BEAUTIFUL STRANGER: World peace? No more science terrorism? No more mundane terrorism? All the strategic talents working together, under you? No United Nations to hold you back?

SPYGOD: Where is the !@#$ President?
BEAUTIFUL STRANGER: ... 

SPYGOD opens another can of beer and pours it over BEAUTIFUL STRANGER, who screams a little louder. 

SPYGOD: The President! Where the !@#$ is he?
BEAUTIFUL STRANGER: I can't... I can't...

SPYGOD: Where the !@#$ is the !@#$ President? Huh? It's 2021, mother!@#$. Where the !@#$ is he?

BEAUTIFUL STRANGER: I told you. I can't tell you all the details...

SPYGOD: Well that's just great. How !@#$ convenient. You expect me to believe he's in seclusion, somewhere? Not talking on the internet? Not giving speeches or opening libraries?

BEAUTIFUL STRANGER: Look, let's talk this over.

SPYGOD: His wife lives in a big house in Chicago, all by herself. She looks like someone took her heart out of her chest and !@#$ stepped on it. His daughters are doing well but are clearly hurting on a deep level. I think I know what it is. I've !@#$ seen it enough.

BEAUTIFUL STRANGER: You can't be-

SPYGOD: Whenever one of my Agents dies, I go check up on the family in secret three years later, just to make sure they're !@#$ okay.

BEAUTIFUL STRANGER: Oh, how noble of you...

SPYGOD: It's my job. My responsibility. I can't fix their lives but I can at least be sure they aren't getting a bureaucratic runaround.

BEAUTIFUL STRANGER: And what does that have to do with anything?

SPYGOD: When I look in the eyes of their children, I see that look. It speaks !@#$ volumes. It says "I lost one of my guiding stars and I'm never getting it back."

SPYGOD looms over BEAUTIFUL STRANGER, staring eye to eye. Neither blinks, and BEAUTIFUL STRANGER slowly gets to his feet, healing as he rises.
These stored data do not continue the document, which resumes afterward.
//! Argon2 password hashing.

use argon2::{
    password_hash::{PasswordHash, PasswordHasher, PasswordVerifier, SaltString},
    Argon2,
};
use rand_core::OsRng;
use std::sync::OnceLock;
use thiserror::Error;

/// Minimum accepted password length (characters).
pub const MIN_PASSWORD_LEN: usize = 8;

#[derive(Debug, Error, Clone, PartialEq, Eq)]
pub enum PasswordError {
    #[error("password must be at least 8 characters")]
    TooShort,

    #[error("password hashing failed: {0}")]
    Hash(String),
}

pub fn hash_password(password: &str) -> Result<String, PasswordError> {
    if password.chars().count() < MIN_PASSWORD_LEN {
        return Err(PasswordError::TooShort);
    }
    let salt = SaltString::generate(&mut OsRng);
    let hash = Argon2::default()
        .hash_password(password.as_bytes(), &salt)
        .map_err(|e| PasswordError::Hash(e.to_string()))?;
    Ok(hash.to_string())
}

/// Returns `false` for a wrong password or an unparseable stored hash.
pub fn verify_password(password: &str, hash: &str) -> bool {
    match PasswordHash::new(hash) {
        Ok(parsed) => Argon2::default()
            .verify_password(password.as_bytes(), &parsed)
            .is_ok(),
        Err(e) => {
            tracing::warn!("stored password hash is unparseable: {e}");
            false
        }
    }
}

/// Verify `password` against a throwaway hash and report failure.
///
/// Login calls this when no account matches the email, so an unknown email
/// costs the same argon2 work as a wrong password.
pub fn verify_missing_account(password: &str) -> bool {
    static DECOY: OnceLock<Option<String>> = OnceLock::new();
    if let Some(hash) = DECOY.get_or_init(|| hash_password("no account has this password").ok()) {
        let _ = verify_password(password, hash);
    }
    false
}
SPYGOD: So. I can only assume he's dead. Which means either you told me to let it happen, or you told me to make it happen.


BEAUTIFUL STRANGER: I will not comment on that.

SPYGOD: Well maybe you can comment on something else, then. This is 2021? Where's all the people?

BEAUTIFUL STRANGER: What do you mean?

SPYGOD: Last I checked, we were sitting at 7 billion. We ought to be at 7.5 or so, right now. But I listen in and find out we're at 5?

BEAUTIFUL STRANGER: I will not comment on that, either.

SPYGOD: I know losing Israel couldn't have done it. I know there had to have been at least one war you wouldn't let me see before we all held hands and sang kumbaya like a bunch of !@#$ hippies, but I don't see how that loses 1 billion, let alone two. So what happened? 

BEAUTIFUL STRANGER: Again-

SPYGOD: Did you have me look the other !@#$ way, then, too?

BEAUTIFUL STRANGER: I told you-

SPYGOD grabs another can of beer, and BEAUTIFUL STRANGER hisses and grows fangs and claws.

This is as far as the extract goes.